Tuesday, 11/15/2011 12:29:14 PM

Tuesday, November 15, 2011 12:29:14 PM

Post# of 58002
EDIT: HOPE THIS HELPS:

When can a company be "delisted" or removed from the OTCBB?
OTCBB issuers that become delinquent in their required regulatory filings will have their securities removed from the OTC Bulletin Board. Further, all OTCBB issues must maintain at least one registered Market Maker to remain on the OTCBB. When the last Market Maker in a security withdraws from the stock, the issue is removed from the OTCBB after 4 days pursuant to Rule 15c2-11. An issuer cannot voluntarily withdraw from the OTCBB; only a market maker can voluntarily withdraw its quote from the OTCBB. If an OTCBB security becomes listed on NASDAQ or another exchange, it will no longer be eligible and will be removed from the OTCBB.

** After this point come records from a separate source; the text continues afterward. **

//! Staged reveal timeline.
//!
//! A finite, cancellable sequence of timed stages driven by elapsed-time
//! deltas from the game loop. Used for the path hint and the echo playback.
//! Presentation only needs `current()` and `is_terminal()`.

/// What the player should see during one stage.
#[derive(Debug, Clone, Copy, PartialEq, Eq)]
pub enum RevealCue {
    /// Highlight the element at this index of the revealed sequence.
    Show(usize),
    /// Nothing highlighted.
    Blank,
}

#[derive(Debug, Clone, Copy, PartialEq, Eq)]
pub struct Stage {
    pub cue: RevealCue,
    pub duration_ms: u64,
}

#[derive(Debug, Clone)]
pub struct StagedReveal {
    stages: Vec<Stage>,
    elapsed_ms: u64,
    cancelled: bool,
}

impl StagedReveal {
    pub fn new(stages: Vec<Stage>) -> Self {
        Self {
            stages,
            elapsed_ms: 0,
            cancelled: false,
        }
    }

    /// Reveal `count` elements in order: each shown for `visible_ms`, then
    /// `gap_ms` of blank, then a final `settle_ms` blank before finishing.
    pub fn sequence(count: usize, visible_ms: u64, gap_ms: u64, settle_ms: u64) -> Self {
        let mut stages = Vec::with_capacity(count * 2 + 1);
        for index in 0..count {
            stages.push(Stage {
                cue: RevealCue::Show(index),
                duration_ms: visible_ms,
            });
            stages.push(Stage {
                cue: RevealCue::Blank,
                duration_ms: gap_ms,
            });
        }
        stages.push(Stage {
            cue: RevealCue::Blank,
            duration_ms: settle_ms,
        });
        Self::new(stages)
    }

    /// A timeline that is already finished.
    pub fn finished() -> Self {
        Self::new(Vec::new())
    }

    pub fn total_duration_ms(&self) -> u64 {
        self.stages.iter().map(|s| s.duration_ms).sum()
    }

    pub fn elapsed_ms(&self) -> u64 {
        self.elapsed_ms
    }

    /// Advance by `dt_ms`. Returns true if the current stage changed.
    pub fn advance(&mut self, dt_ms: u64) -> bool {
        if self.is_terminal() {
            return false;
        }
        let before = self.current_index();
        self.elapsed_ms = (self.elapsed_ms + dt_ms).min(self.total_duration_ms());
        self.current_index() != before
    }

    /// Index of the running stage, `None` once finished or cancelled.
    pub fn current_index(&self) -> Option<usize> {
        if self.cancelled {
            return None;
        }
        let mut stage_end = 0;
        for (index, stage) in self.stages.iter().enumerate() {
            stage_end += stage.duration_ms;
            if self.elapsed_ms < stage_end {
                return Some(index);
            }
        }
        None
    }

    pub fn current(&self) -> Option<RevealCue> {
        self.current_index().map(|i| self.stages[i].cue)
    }

    /// The element currently highlighted, if any.
    pub fn highlighted(&self) -> Option<usize> {
        match self.current() {
            Some(RevealCue::Show(index)) => Some(index),
            _ => None,
        }
    }

    pub fn is_terminal(&self) -> bool {
        self.current_index().is_none()
    }

    pub fn is_cancelled(&self) -> bool {
        self.cancelled
    }

    /// Stop the timeline. It never advances again.
    pub fn cancel(&mut self) {
        self.cancelled = true;
    }
}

How does the three strikes ineligibility rule work in practice? Pursuant to NASD Rule 6530(e), any OTCBB issuer that is delinquent in its reporting obligations three times in a 24-month period and/or is actually removed from the OTCBB for failure to file two times in a 24-month period is ineligible for quotation on the OTCBB for a period of one year. For a security to be eligible for quotation on the OTCBB, NASD Rule 6530 requires, in part, that the issuer of the security is required to file reports with the Commission or that the issuer of the security is a bank or savings associations (or holding company for such entities) that is not required to file reports with the Commission and, instead, makes filings with its applicable regulator. In addition to the foregoing, the issuer of the security must be current in its reporting obligations, subject to a 30 or 60 day grace period, as applicable. An OTCBB issuer will be deemed delinquent in its reporting obligations if the issuer fails to make a required filing when due or has filed an incomplete filing. In order for a filing to be complete, it must contain all required certifications and have been reviewed or audited as applicable, by an accountant registered with the Public Company Accounting Oversight Board.

How does FINRA determine whether an OTCBB issuer’s periodic financial report was filed timely?
For the purpose of determining the extent to which an issuer has filed its periodic financial reports in a timely fashion or has filed its periodic financial reports within the applicable grace period (in the case of an issuer that did not meet the initial filing deadline), the periodic financial report in question must have been received and time stamped by the Commission’s EDGAR system no later than 5:30 p.m. EST on the day the report was due or the last day of the applicable grace period. For the purpose of determining an issuer’s eligibility for quotation on the OTCBB, no exceptions to the 5:30 p.m. EST cut off will be made absent the existence of extraordinary circumstances in the sole discretion of SEC staff.


Initial Filing Deadline Delinquency Example: An OTCBB issuer that fails to file a periodic financial report on the day it is due by 5:30 p.m. EST receives a “strike,” even if the filing is made on the following day. If such a “strike” is the issuer’s third, the issuer will be removed form the OTCBB. A hearing request will stay the removal of the issuer’s securities from the OTCBB, pending the Hearing Officer’s decision, but only if it is accompanied by evidence / receipt of a wire transfer in the amount of $4,000. The stay of removal pending the Hearing Officer’s decision will not provide the issuer with additional time in which to cure ineligibility, if the issuer was, in fact, delinquent at the time that the filing was due.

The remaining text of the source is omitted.